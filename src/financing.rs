//! Loan amortization: fixed-payment schedule from the financing terms

use crate::params::InvestmentParameters;
use serde::{Deserialize, Serialize};

/// Amortization schedule derived once from the parameters, never mutated
#[derive(Debug, Clone, PartialEq, Serialize, Deserialize)]
pub struct LoanSchedule {
    /// Amount borrowed: total investment cost less equity (may be <= 0)
    pub principal: f64,

    /// Combined monthly rate: loan interest plus insurance, per month
    pub monthly_rate: f64,

    /// Loan term in months
    pub term_months: u32,

    /// Fixed monthly payment amortizing the principal over the term
    pub monthly_payment: f64,
}

impl LoanSchedule {
    /// Derive the schedule from an investment scenario
    pub fn from_parameters(params: &InvestmentParameters) -> Self {
        let principal = params.loan_principal();
        let monthly_rate = params.monthly_rate();
        let term_months = params.term_months();

        Self {
            principal,
            monthly_rate,
            term_months,
            monthly_payment: monthly_payment(principal, monthly_rate, term_months),
        }
    }

    /// Yearly financing cost: monthly payment x 12
    pub fn annual_debt_service(&self) -> f64 {
        self.monthly_payment * 12.0
    }
}

/// Fixed monthly payment M such that `term_months` payments of M fully
/// amortize `principal` at the given monthly rate.
///
/// Uses the annuity formula `M = P * r / (1 - (1+r)^-n)`. A zero rate
/// degenerates to straight-line repayment `P / n`. A non-positive principal
/// (equity at or above total cost) yields a non-positive payment.
pub fn monthly_payment(principal: f64, monthly_rate: f64, term_months: u32) -> f64 {
    if term_months == 0 {
        return 0.0;
    }
    if monthly_rate == 0.0 {
        principal / term_months as f64
    } else {
        principal * monthly_rate / (1.0 - (1.0 + monthly_rate).powi(-(term_months as i32)))
    }
}
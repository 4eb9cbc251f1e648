//! Projection engine for single-scenario investment projections

mod cashflows;
mod engine;
pub mod irr;
mod sale;
mod state;

pub use cashflows::{CashflowRow, CashflowSeries, ProjectionResult, ProjectionSummary};
pub use engine::ProjectionEngine;
pub use irr::{solve_irr, IrrError};
pub use sale::{sale_outcome, SaleOutcome};
pub use state::ProjectionState;
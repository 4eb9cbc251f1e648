//! Spreadsheet export of projection output
//!
//! Pure serialization over an already-computed result; nothing here mutates
//! the series it reads. Both tables are rendered to in-memory CSV buffers
//! with named column headers.

use crate::params::InvestmentParameters;
use crate::projection::{CashflowSeries, ProjectionResult};
use csv::Writer;
use std::error::Error;

/// Serialize the cash-flow series as a two-column table
///
/// One row per series entry: period index (year 0 = equity outlay) and the
/// cash-flow value for that year.
pub fn cashflow_table(series: &CashflowSeries) -> Result<Vec<u8>, Box<dyn Error>> {
    let mut writer = Writer::from_writer(Vec::new());
    writer.write_record(["Year", "Cashflow"])?;

    for (year, value) in series.values().iter().enumerate() {
        writer.write_record([year.to_string(), format!("{:.2}", value)])?;
    }

    Ok(writer.into_inner()?)
}

/// Serialize the scenario parameters and headline results as a two-column
/// Parameter/Value table
pub fn summary_table(
    params: &InvestmentParameters,
    result: &ProjectionResult,
) -> Result<Vec<u8>, Box<dyn Error>> {
    let mut writer = Writer::from_writer(Vec::new());
    writer.write_record(["Parameter", "Value"])?;

    let rows: [(&str, f64); 12] = [
        ("Purchase price", params.purchase_price),
        ("Notary fees", params.notary_fees),
        ("Renovation", params.renovation),
        ("Furnishing", params.furnishing),
        ("Equity", params.equity),
        ("Loan principal", result.loan.principal),
        ("Monthly payment", result.loan.monthly_payment),
        ("Annual rent", params.annual_rent()),
        ("Annual charges", params.annual_charges()),
        ("Annual cashflow", result.annual_cashflow),
        ("IRR (%)", result.irr_pct()),
        ("Net sale proceeds", result.net_sale_proceeds),
    ];

    for (name, value) in rows {
        writer.write_record([name.to_string(), format!("{:.2}", value)])?;
    }

    Ok(writer.into_inner()?)
}

#[cfg(test)]
mod tests {
    use super::*;
    use crate::projection::ProjectionEngine;

    #[test]
    fn test_cashflow_table_has_header_and_all_entries() {
        let params = InvestmentParameters::default_scenario();
        let result = ProjectionEngine::new(params).project();

        let buffer = cashflow_table(&result.series).unwrap();
        let mut reader = csv::Reader::from_reader(buffer.as_slice());

        assert_eq!(
            reader.headers().unwrap(),
            &csv::StringRecord::from(vec!["Year", "Cashflow"])
        );

        let records: Vec<csv::StringRecord> =
            reader.records().collect::<Result<_, _>>().unwrap();
        assert_eq!(records.len(), result.series.len());
        assert_eq!(&records[0][0], "0");
        assert_eq!(&records[0][1], "-20000.00");
    }

    #[test]
    fn test_summary_table_round_trips() {
        let params = InvestmentParameters::default_scenario();
        let result = ProjectionEngine::new(params.clone()).project();

        let buffer = summary_table(&params, &result).unwrap();
        let mut reader = csv::Reader::from_reader(buffer.as_slice());

        let records: Vec<csv::StringRecord> =
            reader.records().collect::<Result<_, _>>().unwrap();
        assert_eq!(records.len(), 12);
        assert_eq!(&records[0][0], "Purchase price");
        assert_eq!(&records[0][1], "200000.00");
        assert_eq!(&records[6][0], "Monthly payment");
        assert_eq!(&records[6][1], "1179.56");
    }

    #[test]
    fn test_export_leaves_series_untouched() {
        let params = InvestmentParameters::default_scenario();
        let result = ProjectionEngine::new(params).project();

        let before = result.series.clone();
        let _ = cashflow_table(&result.series).unwrap();
        assert_eq!(result.series, before);
    }
}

■ **REQUIREMENT**: Determine which lines above include the word "rows", and report those lines in full.

■ **THE ANSWER**:
    let rows: [(&str, f64); 12] = [
    for (name, value) in rows {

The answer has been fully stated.